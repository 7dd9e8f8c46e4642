use crate::controller::handle::ControllerHandle;
use crate::core::error::ControllerError;
use crate::models::transfer::Fingerprint;
use crate::stores::media_store::MediaStore;
use rand::seq::SliceRandom;
use rand::Rng;
use std::future::Future;
use std::path::PathBuf;
use std::time::Duration;
use tokio_util::sync::CancellationToken;
use tracing::{debug, error, info, warn};

/// Where the startup rollout sends persisted descriptors
pub trait SeedTarget: Send + Sync {
    fn seed(
        &self,
        data_dir: PathBuf,
        metadata: Vec<u8>,
    ) -> impl Future<Output = Result<Option<Fingerprint>, ControllerError>> + Send;
}

impl SeedTarget for ControllerHandle {
    async fn seed(
        &self,
        data_dir: PathBuf,
        metadata: Vec<u8>,
    ) -> Result<Option<Fingerprint>, ControllerError> {
        self.seed_persisted(data_dir, metadata).await
    }
}

/// Re-add every persisted descriptor for seeding, in random order, waiting
/// `spacing` before each one.
///
/// Returns how many transfers were added. Per-item failures are logged and
/// skipped.
pub async fn run_rollout<T, R>(
    media: &MediaStore,
    target: &T,
    spacing: Duration,
    rng: &mut R,
    cancel: &CancellationToken,
) -> usize
where
    T: SeedTarget,
    R: Rng + ?Sized,
{
    let mut descriptors = match media.list_descriptors().await {
        Ok(descriptors) => descriptors,
        Err(e) => {
            error!(
                root = %media.root().display(),
                error = %e,
                "Failed to list persisted descriptors, skipping rollout"
            );
            return 0;
        }
    };

    // Directory order is unspecified; sort so a seeded shuffle is reproducible
    descriptors.sort();
    descriptors.shuffle(rng);

    info!(
        count = descriptors.len(),
        spacing_seconds = spacing.as_secs(),
        "Seeding rollout started"
    );

    let mut seeded = 0;
    for path in descriptors {
        tokio::select! {
            _ = cancel.cancelled() => {
                info!(seeded, "Seeding rollout cancelled");
                return seeded;
            }
            _ = tokio::time::sleep(spacing) => {}
        }

        let Some(data_dir) = media.data_path_for(&path) else {
            warn!(path = %path.display(), "Descriptor has no file stem, skipping");
            continue;
        };

        let metadata = match tokio::fs::read(&path).await {
            Ok(metadata) => metadata,
            Err(e) => {
                warn!(path = %path.display(), error = %e, "Failed to read descriptor, skipping");
                continue;
            }
        };

        match target.seed(data_dir, metadata).await {
            Ok(Some(fingerprint)) => {
                seeded += 1;
                debug!(fingerprint = %fingerprint, path = %path.display(), "Rolled out transfer");
            }
            Ok(None) => {
                debug!(path = %path.display(), "Transfer already known, skipped");
            }
            Err(e) => {
                warn!(path = %path.display(), error = %e, "Failed to seed descriptor, skipping");
            }
        }
    }

    info!(seeded, "Seeding rollout completed");
    seeded
}
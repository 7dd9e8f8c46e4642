use crate::models::event::OutboundEvent;
use tokio::sync::broadcast;
use tracing::trace;

const EVENT_BUS_CAPACITY: usize = 1024;

/// Fan-out of outbound events to every connected control client
#[derive(Clone)]
pub struct EventBus {
    tx: broadcast::Sender<OutboundEvent>,
}

impl EventBus {
    pub fn new() -> Self {
        Self::with_capacity(EVENT_BUS_CAPACITY)
    }

    pub fn with_capacity(capacity: usize) -> Self {
        let (tx, _) = broadcast::channel(capacity);
        Self { tx }
    }

    pub fn emit(&self, event: OutboundEvent) {
        // Events are dropped while nobody listens
        if self.tx.send(event).is_err() {
            trace!("No event subscribers");
        }
    }

    pub fn subscribe(&self) -> broadcast::Receiver<OutboundEvent> {
        self.tx.subscribe()
    }
}

impl Default for EventBus {
    fn default() -> Self {
        Self::new()
    }
}
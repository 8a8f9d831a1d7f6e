//! Playback controls that don't warrant their own file: video
//! geometry/immediate-output/low-latency, volume/mute, and the
//! audio-gap helper delegate. `GetImmediateOutput`/`GetStats`/
//! `GetVolume`/`GetPosition` are *not* here — those run on the caller's
//! thread directly against the pipeline rather than being enqueued, so
//! they live as plain methods on `crate::generic::GenericPlayer`.

use crate::context::GenericPlayerContext;
use crate::decryption::PlatformAudioHelper;
use crate::error::PlayerError;
use crate::worker::PlayerTask;
use gstreamer::prelude::*;
use rialto_common::SourceId;
use std::sync::Arc;

/// Finds the current video sink element, if the pipeline has reached a
/// point where one exists. Geometry and immediate-output both apply
/// against the video sink's properties.
fn video_sink(pipeline: &gstreamer::Element) -> Option<gstreamer::Element> {
    let bin = pipeline.dynamic_cast_ref::<gstreamer::Bin>()?;
    bin.iterate_recurse()
        .into_iter()
        .find(|el| el.name().to_lowercase().contains("westeros"))
}

fn audio_sink(pipeline: &gstreamer::Element) -> Option<gstreamer::Element> {
    pipeline.property::<Option<gstreamer::Element>>("audio-sink")
}

pub struct SetImmediateOutput {
    pub source_id: SourceId,
    pub enabled: bool,
}

impl PlayerTask for SetImmediateOutput {
    fn execute(&mut self, ctx: &mut GenericPlayerContext) -> Result<(), PlayerError> {
        let pipeline = ctx
            .pipeline
            .as_ref()
            .ok_or_else(|| PlayerError::Misuse("pipeline not yet constructed".into()))?;
        let Some(sink) = video_sink(pipeline) else {
            return Err(PlayerError::Misuse("no video sink present yet".into()));
        };
        sink.set_property("immediate-output", self.enabled);
        if let Some(info) = ctx
            .stream_info
            .values_mut()
            .find(|info| info.source_id == self.source_id)
        {
            info.low_latency = self.enabled;
        }
        Ok(())
    }
}

pub struct SetLowLatency {
    pub enabled: bool,
}

impl PlayerTask for SetLowLatency {
    fn execute(&mut self, ctx: &mut GenericPlayerContext) -> Result<(), PlayerError> {
        let pipeline = ctx
            .pipeline
            .as_ref()
            .ok_or_else(|| PlayerError::Misuse("pipeline not yet constructed".into()))?;
        let Some(sink) = audio_sink(pipeline) else {
            return Err(PlayerError::Misuse("no audio sink present yet".into()));
        };
        sink.set_property("low-latency", self.enabled);
        Ok(())
    }
}

pub struct SetVideoGeometry {
    pub geometry: crate::context::Geometry,
}

impl PlayerTask for SetVideoGeometry {
    fn execute(&mut self, ctx: &mut GenericPlayerContext) -> Result<(), PlayerError> {
        ctx.pending_geometry = Some(self.geometry);
        if let Some(pipeline) = ctx.pipeline.as_ref() {
            if let Some(sink) = video_sink(pipeline) {
                apply_geometry(&sink, self.geometry);
                ctx.pending_geometry = None;
                ctx.geometry_applied = true;
            }
        }
        Ok(())
    }
}

/// Applies a rectangle property the way a westeros-family sink expects
/// it; the exact property name/format is platform specific, so this
/// uses the common `"rectangle"` string convention.
pub fn apply_geometry(sink: &gstreamer::Element, geometry: crate::context::Geometry) {
    let rectangle = format!("{},{},{},{}", geometry.x, geometry.y, geometry.width, geometry.height);
    sink.set_property("rectangle", rectangle);
}

pub struct SetVolume {
    pub volume: f64,
}

impl PlayerTask for SetVolume {
    fn execute(&mut self, ctx: &mut GenericPlayerContext) -> Result<(), PlayerError> {
        let pipeline = ctx
            .pipeline
            .as_ref()
            .ok_or_else(|| PlayerError::Misuse("pipeline not yet constructed".into()))?;
        pipeline.set_property("volume", self.volume);
        Ok(())
    }
}

pub struct SetMute {
    pub muted: bool,
}

impl PlayerTask for SetMute {
    fn execute(&mut self, ctx: &mut GenericPlayerContext) -> Result<(), PlayerError> {
        let pipeline = ctx
            .pipeline
            .as_ref()
            .ok_or_else(|| PlayerError::Misuse("pipeline not yet constructed".into()))?;
        pipeline.set_property("mute", self.muted);
        Ok(())
    }
}

/// Delegates to the platform helper untouched. No behavior is asserted
/// here beyond forwarding the call's parameters.
pub struct ProcessAudioGap {
    pub position_ns: i64,
    pub duration_ns: i64,
    pub discontinuity: bool,
    pub is_audio_aac: bool,
    pub platform_helper: Arc<dyn PlatformAudioHelper>,
}

impl PlayerTask for ProcessAudioGap {
    fn execute(&mut self, ctx: &mut GenericPlayerContext) -> Result<(), PlayerError> {
        let pipeline = ctx
            .pipeline
            .as_ref()
            .ok_or_else(|| PlayerError::Misuse("pipeline not yet constructed".into()))?;
        self.platform_helper.process_audio_gap(
            pipeline,
            self.position_ns,
            self.duration_ns,
            self.discontinuity,
            self.is_audio_aac,
        )
    }
}

#[cfg(test)]
mod tests {
    use super::*;

    #[test]
    fn set_volume_requires_a_pipeline() {
        let mut ctx = GenericPlayerContext::new(false);
        let mut task = SetVolume { volume: 0.5 };
        assert!(matches!(task.execute(&mut ctx), Err(PlayerError::Misuse(_))));
    }

    #[test]
    fn geometry_is_remembered_pending_when_no_sink_yet() {
        gstreamer::init().ok();
        let mut ctx = GenericPlayerContext::new(false);
        ctx.pipeline = Some(gstreamer::Pipeline::new().upcast());
        let geometry = crate::context::Geometry { x: 0, y: 0, width: 1280, height: 720 };
        let mut task = SetVideoGeometry { geometry };
        task.execute(&mut ctx).unwrap();
        assert_eq!(ctx.pending_geometry, Some(geometry));
        assert!(!ctx.geometry_applied);
    }
}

+ + + +

§ Work required: Going through the records above line by line, count those that hold the word "height", and answer with the number only.

§ Answer section: 2